Data supplied below:

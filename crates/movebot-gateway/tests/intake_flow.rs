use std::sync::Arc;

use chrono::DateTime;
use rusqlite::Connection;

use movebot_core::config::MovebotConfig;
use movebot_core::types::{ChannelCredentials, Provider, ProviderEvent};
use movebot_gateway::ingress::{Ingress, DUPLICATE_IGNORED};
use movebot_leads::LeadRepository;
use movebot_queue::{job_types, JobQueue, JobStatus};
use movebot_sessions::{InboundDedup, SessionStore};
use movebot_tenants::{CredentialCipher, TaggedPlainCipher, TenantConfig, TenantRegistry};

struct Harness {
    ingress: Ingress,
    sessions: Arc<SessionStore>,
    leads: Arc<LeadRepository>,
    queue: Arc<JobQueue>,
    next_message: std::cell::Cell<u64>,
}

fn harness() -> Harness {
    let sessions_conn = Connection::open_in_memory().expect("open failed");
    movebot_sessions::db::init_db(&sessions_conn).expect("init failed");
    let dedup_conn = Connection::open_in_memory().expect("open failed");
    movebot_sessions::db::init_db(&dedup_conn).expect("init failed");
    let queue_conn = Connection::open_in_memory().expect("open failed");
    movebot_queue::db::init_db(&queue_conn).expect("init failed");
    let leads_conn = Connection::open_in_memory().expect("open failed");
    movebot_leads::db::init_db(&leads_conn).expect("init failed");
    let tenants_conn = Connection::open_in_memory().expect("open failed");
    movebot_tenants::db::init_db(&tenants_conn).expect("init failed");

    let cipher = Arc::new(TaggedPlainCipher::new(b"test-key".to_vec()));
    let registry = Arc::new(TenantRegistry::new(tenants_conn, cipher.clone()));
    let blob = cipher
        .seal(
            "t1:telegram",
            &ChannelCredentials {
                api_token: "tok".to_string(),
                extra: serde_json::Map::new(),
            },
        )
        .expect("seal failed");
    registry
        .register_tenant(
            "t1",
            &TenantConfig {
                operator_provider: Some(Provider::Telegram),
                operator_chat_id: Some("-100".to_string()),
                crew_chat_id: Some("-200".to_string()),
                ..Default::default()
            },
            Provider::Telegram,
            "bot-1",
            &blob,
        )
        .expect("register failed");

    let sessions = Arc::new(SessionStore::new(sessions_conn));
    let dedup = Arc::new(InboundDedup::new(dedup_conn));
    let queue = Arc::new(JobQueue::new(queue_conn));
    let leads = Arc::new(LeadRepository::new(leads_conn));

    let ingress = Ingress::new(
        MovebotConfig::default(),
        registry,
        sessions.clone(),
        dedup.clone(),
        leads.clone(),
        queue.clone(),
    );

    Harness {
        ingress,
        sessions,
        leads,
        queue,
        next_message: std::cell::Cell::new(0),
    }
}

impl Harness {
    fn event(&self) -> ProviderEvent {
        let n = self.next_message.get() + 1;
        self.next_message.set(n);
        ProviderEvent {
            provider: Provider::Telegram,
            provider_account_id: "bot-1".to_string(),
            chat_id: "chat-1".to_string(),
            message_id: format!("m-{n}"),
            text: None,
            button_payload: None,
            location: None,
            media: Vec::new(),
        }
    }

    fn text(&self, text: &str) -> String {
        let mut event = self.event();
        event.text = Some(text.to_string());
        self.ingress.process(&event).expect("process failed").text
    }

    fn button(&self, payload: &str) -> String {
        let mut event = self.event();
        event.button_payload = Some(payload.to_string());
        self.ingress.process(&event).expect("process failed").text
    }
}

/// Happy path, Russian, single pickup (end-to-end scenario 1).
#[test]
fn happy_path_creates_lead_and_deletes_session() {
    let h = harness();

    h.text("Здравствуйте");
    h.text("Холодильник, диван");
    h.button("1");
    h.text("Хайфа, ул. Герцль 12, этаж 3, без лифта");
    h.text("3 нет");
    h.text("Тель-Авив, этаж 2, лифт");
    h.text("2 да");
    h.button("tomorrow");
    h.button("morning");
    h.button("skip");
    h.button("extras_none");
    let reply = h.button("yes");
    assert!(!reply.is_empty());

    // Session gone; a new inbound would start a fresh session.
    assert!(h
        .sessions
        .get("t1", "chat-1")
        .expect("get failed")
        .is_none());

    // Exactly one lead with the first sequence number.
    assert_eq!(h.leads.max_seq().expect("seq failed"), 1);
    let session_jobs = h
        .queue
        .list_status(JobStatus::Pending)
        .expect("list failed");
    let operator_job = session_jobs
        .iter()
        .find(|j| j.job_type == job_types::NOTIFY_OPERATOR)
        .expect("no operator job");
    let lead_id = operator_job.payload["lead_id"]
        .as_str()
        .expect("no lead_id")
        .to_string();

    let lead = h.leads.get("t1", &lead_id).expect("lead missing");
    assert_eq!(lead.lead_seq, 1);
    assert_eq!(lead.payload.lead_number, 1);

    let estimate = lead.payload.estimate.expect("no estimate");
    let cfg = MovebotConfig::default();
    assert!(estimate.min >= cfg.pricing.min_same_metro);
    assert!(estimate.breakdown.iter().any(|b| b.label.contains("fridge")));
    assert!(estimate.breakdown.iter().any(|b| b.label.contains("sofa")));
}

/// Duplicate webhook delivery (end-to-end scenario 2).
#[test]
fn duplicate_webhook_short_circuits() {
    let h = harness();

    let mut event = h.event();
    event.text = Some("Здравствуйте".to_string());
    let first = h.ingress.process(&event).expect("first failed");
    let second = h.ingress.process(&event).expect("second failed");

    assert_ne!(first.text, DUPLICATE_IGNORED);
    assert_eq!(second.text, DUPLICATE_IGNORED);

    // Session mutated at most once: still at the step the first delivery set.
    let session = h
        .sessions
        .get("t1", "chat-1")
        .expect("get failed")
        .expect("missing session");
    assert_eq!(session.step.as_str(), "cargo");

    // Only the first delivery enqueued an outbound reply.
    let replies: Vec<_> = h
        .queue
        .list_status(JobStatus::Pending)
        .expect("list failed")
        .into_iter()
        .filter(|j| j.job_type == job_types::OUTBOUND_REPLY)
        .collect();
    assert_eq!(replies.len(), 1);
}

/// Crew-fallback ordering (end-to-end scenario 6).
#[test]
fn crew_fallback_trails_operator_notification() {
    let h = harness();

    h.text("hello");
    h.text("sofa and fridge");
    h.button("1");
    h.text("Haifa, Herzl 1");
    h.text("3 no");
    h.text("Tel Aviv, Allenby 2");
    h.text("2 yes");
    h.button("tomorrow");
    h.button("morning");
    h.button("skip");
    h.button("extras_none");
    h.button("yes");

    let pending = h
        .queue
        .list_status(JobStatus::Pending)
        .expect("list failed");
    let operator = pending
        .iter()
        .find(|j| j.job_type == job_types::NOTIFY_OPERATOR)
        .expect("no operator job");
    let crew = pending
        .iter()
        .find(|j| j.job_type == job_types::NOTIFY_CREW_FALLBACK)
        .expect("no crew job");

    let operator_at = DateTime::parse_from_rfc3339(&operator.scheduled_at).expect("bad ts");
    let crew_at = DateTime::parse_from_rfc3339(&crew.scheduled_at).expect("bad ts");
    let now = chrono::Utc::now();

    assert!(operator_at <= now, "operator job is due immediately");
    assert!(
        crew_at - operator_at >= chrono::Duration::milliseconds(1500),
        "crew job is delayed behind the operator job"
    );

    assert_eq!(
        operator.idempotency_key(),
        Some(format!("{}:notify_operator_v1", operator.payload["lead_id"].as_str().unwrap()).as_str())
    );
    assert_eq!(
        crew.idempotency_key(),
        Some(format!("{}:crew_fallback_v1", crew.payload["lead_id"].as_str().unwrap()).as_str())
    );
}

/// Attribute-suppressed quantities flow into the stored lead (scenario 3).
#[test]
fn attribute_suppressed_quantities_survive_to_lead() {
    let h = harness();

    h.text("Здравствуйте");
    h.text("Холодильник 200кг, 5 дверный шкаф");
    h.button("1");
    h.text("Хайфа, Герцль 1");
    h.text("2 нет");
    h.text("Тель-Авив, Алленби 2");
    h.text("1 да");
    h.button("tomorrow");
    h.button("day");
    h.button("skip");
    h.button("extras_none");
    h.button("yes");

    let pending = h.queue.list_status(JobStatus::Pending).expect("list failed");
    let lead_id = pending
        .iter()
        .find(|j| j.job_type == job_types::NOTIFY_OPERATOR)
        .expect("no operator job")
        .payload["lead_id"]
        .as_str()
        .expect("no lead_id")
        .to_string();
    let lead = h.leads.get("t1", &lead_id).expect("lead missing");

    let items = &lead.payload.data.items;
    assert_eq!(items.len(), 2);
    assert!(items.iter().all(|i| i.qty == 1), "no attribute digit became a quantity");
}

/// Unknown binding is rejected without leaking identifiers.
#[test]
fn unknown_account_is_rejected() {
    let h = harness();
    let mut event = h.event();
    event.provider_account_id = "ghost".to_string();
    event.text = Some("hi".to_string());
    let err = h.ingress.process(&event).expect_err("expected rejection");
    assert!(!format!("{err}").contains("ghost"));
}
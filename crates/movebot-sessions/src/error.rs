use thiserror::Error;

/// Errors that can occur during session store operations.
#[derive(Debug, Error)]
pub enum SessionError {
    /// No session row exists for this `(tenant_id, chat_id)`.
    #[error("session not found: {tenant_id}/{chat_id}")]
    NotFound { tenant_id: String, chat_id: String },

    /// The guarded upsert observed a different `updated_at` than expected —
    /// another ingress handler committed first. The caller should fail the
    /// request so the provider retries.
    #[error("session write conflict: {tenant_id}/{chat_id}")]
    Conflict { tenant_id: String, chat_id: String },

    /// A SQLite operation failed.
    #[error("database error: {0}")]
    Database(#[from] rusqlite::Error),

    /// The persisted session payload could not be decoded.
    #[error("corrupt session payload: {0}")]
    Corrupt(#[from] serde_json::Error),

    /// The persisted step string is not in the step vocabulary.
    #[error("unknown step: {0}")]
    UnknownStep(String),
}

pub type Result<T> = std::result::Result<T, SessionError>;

End of Data supplied.
Data supplied below:

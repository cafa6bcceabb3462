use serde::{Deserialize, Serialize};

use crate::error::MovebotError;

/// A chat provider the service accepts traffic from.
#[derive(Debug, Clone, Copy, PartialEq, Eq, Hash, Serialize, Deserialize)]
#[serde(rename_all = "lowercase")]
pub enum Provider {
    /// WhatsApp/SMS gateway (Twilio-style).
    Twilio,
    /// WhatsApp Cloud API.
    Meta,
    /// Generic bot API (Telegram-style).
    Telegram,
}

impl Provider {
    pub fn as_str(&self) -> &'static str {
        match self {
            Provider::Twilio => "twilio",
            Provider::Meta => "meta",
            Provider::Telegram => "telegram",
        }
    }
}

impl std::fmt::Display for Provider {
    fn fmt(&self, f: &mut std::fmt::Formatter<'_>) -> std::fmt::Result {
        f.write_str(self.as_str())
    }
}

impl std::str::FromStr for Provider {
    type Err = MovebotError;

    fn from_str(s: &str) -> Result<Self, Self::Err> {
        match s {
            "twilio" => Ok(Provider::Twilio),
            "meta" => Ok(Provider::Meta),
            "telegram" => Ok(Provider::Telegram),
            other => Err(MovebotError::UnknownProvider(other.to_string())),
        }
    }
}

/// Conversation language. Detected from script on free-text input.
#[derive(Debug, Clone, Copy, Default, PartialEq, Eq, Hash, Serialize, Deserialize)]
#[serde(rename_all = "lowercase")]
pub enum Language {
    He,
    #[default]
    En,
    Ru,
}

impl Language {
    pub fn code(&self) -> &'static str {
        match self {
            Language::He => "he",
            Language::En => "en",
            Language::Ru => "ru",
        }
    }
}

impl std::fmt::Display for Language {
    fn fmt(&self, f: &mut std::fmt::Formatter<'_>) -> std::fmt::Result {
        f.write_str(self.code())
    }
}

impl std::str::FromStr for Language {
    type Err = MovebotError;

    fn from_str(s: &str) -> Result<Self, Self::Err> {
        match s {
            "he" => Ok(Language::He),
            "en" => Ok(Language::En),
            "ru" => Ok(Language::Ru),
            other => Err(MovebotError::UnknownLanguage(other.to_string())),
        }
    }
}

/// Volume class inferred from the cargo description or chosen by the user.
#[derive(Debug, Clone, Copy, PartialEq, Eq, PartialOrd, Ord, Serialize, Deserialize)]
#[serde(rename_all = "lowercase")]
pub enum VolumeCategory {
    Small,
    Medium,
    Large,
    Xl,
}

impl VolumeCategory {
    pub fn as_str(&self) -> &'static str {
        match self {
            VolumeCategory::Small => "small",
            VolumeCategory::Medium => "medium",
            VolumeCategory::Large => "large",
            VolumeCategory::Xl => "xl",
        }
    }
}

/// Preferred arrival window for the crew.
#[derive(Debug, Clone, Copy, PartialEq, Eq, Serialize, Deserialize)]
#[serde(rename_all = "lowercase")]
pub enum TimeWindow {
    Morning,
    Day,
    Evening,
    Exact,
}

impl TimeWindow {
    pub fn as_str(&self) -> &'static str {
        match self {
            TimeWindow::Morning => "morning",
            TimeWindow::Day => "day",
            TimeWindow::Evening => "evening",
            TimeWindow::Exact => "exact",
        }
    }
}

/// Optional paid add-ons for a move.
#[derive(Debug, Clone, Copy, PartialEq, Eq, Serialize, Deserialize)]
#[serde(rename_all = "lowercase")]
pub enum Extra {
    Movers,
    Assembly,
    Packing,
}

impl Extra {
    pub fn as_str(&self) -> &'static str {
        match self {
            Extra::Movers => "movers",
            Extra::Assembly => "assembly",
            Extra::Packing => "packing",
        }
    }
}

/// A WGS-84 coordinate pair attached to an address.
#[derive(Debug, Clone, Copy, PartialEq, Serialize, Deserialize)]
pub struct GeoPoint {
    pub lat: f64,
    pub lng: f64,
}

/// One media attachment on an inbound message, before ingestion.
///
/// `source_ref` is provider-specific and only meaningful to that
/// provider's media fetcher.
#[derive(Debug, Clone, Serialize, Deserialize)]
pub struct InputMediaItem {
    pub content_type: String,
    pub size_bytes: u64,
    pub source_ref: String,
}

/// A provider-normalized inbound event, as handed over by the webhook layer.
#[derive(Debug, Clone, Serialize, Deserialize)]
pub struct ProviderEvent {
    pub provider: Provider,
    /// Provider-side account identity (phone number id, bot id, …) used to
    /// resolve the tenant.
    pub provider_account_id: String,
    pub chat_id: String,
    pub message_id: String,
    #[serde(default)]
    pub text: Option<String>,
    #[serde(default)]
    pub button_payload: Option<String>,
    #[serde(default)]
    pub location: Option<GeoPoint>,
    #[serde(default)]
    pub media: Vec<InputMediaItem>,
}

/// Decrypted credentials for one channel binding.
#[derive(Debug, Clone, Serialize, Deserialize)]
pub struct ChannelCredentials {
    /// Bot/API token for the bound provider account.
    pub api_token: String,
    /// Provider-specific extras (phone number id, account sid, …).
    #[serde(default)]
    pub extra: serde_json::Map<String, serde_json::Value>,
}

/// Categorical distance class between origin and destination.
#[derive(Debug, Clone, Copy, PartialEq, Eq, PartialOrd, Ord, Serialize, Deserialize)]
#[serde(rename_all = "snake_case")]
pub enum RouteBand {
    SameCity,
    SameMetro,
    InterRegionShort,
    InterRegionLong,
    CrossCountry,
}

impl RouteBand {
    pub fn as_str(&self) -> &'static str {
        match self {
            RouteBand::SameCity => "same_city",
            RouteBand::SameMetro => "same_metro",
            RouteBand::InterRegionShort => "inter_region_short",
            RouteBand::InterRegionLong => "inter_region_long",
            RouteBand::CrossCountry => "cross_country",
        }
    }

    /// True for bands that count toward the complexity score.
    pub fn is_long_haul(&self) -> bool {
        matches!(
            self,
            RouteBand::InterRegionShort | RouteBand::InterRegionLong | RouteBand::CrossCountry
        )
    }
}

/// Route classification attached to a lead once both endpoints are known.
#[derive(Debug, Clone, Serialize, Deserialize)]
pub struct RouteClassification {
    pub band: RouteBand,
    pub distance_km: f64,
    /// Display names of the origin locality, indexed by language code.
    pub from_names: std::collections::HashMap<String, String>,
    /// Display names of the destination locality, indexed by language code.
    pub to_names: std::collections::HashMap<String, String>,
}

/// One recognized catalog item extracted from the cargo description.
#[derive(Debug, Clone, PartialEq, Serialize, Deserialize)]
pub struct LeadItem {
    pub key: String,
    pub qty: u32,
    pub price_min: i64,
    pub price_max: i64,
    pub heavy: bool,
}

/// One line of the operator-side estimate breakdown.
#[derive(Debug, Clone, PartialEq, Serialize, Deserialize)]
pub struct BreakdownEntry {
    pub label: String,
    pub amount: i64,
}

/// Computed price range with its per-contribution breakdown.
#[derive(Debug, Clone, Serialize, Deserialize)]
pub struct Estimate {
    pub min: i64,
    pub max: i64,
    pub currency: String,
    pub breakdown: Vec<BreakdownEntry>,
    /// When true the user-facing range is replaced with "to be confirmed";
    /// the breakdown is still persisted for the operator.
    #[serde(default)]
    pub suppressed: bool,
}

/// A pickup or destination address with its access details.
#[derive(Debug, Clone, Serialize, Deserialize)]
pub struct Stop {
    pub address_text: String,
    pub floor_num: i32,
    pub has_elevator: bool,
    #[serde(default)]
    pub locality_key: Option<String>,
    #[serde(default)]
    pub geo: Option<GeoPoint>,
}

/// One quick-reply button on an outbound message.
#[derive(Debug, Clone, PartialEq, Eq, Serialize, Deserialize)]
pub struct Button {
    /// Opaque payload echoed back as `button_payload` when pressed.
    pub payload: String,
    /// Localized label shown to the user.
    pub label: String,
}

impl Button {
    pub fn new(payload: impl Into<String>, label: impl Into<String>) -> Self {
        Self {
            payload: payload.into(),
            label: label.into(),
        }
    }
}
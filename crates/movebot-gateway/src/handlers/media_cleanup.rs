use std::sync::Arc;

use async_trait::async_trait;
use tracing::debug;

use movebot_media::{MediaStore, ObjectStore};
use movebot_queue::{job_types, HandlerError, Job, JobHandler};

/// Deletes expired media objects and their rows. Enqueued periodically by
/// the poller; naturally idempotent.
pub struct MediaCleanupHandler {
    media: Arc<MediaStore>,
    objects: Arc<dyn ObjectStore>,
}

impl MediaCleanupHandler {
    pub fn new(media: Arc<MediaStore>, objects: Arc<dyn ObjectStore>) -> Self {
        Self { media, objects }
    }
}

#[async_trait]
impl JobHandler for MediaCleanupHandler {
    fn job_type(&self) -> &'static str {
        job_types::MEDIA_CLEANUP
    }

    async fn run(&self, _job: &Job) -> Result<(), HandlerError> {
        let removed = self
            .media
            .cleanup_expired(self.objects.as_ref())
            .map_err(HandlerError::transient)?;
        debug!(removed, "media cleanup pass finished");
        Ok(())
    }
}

End of Data supplied.
Data supplied below:

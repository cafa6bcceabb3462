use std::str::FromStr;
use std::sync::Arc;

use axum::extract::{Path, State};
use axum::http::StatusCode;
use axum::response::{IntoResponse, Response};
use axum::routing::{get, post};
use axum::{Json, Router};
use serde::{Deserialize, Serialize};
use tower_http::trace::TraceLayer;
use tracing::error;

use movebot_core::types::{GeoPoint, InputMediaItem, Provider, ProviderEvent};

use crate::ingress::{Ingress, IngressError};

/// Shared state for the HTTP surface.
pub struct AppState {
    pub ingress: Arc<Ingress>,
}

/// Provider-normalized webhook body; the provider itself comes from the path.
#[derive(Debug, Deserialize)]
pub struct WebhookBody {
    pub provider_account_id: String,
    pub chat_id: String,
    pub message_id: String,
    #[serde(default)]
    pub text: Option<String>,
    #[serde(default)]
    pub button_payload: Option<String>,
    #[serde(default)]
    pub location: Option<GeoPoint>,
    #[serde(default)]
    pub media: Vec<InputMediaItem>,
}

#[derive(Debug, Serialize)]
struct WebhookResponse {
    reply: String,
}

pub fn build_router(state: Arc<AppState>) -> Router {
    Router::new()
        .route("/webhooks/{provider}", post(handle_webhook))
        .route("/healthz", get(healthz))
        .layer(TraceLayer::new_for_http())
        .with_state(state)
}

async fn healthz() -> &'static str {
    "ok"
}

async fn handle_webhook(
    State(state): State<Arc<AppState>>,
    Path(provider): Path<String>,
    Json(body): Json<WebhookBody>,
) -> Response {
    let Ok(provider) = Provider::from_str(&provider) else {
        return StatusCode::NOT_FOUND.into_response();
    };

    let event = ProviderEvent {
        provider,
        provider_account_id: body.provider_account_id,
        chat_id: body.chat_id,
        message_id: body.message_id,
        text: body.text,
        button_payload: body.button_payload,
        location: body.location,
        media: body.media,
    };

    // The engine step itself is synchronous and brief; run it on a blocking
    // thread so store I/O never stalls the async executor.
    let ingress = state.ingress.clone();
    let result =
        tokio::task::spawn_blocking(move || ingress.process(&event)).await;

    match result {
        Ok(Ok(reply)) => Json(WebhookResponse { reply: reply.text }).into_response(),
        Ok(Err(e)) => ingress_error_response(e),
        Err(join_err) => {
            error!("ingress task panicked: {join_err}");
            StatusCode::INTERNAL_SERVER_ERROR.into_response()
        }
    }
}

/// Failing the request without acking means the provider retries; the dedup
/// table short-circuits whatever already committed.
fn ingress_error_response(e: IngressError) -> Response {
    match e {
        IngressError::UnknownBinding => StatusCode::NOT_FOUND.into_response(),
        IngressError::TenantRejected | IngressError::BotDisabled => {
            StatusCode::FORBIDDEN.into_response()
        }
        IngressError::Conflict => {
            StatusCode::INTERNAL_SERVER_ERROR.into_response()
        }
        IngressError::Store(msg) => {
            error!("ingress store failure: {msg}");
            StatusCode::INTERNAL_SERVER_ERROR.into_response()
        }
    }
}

End of Data supplied.

• _Task details_
All lines in the records above with "committed" need to be found and copied.

• _Output of the exercise_
    /// another ingress handler committed first. The caller should fail the
/// table short-circuits whatever already committed.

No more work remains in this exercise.